- [What you should do]: Count how many lines in the entries below hold "SimulationConfig". Only the number belongs in the answer.

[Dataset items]
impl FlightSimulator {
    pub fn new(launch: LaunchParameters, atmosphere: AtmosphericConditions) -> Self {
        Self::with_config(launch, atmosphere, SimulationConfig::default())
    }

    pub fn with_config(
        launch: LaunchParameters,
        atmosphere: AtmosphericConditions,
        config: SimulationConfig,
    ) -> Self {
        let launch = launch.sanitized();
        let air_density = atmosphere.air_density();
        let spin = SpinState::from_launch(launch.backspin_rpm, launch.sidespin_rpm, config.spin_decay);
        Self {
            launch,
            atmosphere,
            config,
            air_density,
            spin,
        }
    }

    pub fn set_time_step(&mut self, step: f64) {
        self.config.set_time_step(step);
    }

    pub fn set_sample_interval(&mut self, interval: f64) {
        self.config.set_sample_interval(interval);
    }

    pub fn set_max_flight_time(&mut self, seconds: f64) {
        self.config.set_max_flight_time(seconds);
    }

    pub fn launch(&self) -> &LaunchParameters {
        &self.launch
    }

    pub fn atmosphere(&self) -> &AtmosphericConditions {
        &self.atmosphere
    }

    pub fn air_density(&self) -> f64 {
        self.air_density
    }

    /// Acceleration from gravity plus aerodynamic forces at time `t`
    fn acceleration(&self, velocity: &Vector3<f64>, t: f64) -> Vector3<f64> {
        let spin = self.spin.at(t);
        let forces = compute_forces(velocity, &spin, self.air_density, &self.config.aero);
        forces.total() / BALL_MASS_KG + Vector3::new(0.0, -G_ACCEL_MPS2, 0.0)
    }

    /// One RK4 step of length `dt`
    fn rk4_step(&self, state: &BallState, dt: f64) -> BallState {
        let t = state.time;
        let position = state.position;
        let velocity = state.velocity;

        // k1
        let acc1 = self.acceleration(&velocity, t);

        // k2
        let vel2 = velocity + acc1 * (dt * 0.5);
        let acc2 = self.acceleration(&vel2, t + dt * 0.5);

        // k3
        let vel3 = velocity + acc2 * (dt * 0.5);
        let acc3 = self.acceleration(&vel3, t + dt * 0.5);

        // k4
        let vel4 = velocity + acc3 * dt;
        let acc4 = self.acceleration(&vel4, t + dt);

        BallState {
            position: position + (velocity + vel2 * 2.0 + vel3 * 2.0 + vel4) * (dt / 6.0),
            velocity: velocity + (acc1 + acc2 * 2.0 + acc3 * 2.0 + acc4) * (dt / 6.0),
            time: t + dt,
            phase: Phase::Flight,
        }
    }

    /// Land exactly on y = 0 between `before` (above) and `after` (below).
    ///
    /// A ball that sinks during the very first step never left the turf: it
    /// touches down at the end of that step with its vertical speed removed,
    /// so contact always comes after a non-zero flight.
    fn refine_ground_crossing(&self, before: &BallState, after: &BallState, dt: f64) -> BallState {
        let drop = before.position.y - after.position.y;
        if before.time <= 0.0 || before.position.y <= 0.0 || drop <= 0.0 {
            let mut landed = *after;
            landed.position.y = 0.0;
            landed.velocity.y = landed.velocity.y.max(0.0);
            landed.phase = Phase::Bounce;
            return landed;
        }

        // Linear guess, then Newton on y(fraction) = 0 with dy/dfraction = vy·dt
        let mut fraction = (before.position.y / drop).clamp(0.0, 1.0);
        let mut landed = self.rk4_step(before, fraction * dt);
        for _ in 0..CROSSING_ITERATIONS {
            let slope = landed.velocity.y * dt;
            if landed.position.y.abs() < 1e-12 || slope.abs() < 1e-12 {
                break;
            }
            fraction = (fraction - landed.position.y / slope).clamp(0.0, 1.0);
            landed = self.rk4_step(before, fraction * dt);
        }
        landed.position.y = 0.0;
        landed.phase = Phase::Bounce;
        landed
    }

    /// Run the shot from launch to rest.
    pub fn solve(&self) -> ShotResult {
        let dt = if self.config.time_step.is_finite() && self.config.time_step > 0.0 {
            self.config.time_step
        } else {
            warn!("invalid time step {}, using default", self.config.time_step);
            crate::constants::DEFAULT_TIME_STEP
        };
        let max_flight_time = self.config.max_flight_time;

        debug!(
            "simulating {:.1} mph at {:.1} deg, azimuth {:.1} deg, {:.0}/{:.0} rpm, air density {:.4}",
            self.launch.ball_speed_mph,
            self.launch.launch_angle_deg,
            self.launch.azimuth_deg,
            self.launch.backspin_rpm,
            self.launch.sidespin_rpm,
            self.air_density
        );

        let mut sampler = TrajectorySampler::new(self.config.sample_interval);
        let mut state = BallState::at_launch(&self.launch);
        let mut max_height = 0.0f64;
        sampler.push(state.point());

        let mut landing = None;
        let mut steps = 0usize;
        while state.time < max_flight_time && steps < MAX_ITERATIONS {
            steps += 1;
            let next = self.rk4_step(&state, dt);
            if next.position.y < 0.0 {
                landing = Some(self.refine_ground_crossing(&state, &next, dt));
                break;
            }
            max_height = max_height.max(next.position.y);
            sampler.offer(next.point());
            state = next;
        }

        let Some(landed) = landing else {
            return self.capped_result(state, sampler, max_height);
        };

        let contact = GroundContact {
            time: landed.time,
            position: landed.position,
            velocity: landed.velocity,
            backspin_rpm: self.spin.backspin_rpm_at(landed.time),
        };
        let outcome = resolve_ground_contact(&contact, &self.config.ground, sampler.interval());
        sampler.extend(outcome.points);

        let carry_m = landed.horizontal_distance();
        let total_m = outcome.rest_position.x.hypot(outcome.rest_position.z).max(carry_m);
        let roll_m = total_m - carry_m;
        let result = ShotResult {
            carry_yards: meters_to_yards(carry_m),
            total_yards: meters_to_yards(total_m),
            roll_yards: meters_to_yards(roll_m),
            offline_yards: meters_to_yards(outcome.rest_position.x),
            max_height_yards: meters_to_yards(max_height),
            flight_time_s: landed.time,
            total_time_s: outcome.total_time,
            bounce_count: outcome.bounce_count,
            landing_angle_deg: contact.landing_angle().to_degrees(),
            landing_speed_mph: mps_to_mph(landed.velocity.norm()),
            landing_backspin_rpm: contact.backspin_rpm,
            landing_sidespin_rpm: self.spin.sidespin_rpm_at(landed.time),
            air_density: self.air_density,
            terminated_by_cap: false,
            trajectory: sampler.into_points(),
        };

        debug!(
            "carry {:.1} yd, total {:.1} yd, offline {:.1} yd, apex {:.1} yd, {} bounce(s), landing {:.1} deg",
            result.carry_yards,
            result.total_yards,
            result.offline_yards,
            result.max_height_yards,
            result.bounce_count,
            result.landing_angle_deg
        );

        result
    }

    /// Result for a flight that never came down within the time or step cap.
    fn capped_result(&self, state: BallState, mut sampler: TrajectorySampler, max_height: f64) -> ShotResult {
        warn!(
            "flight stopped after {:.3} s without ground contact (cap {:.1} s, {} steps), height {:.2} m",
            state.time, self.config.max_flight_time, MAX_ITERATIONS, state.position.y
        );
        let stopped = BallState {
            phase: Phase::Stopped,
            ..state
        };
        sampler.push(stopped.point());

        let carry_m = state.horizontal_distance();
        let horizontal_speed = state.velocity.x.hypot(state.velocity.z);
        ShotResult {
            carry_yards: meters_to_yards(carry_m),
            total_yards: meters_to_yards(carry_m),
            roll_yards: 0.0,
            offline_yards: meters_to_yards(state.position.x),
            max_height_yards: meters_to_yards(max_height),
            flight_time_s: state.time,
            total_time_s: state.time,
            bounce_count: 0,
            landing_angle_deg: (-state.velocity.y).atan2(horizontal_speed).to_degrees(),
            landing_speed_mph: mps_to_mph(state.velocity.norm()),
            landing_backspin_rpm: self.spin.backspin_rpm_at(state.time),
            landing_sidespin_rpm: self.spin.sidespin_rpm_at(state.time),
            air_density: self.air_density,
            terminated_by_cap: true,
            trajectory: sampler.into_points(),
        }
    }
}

- [Answer space]: 2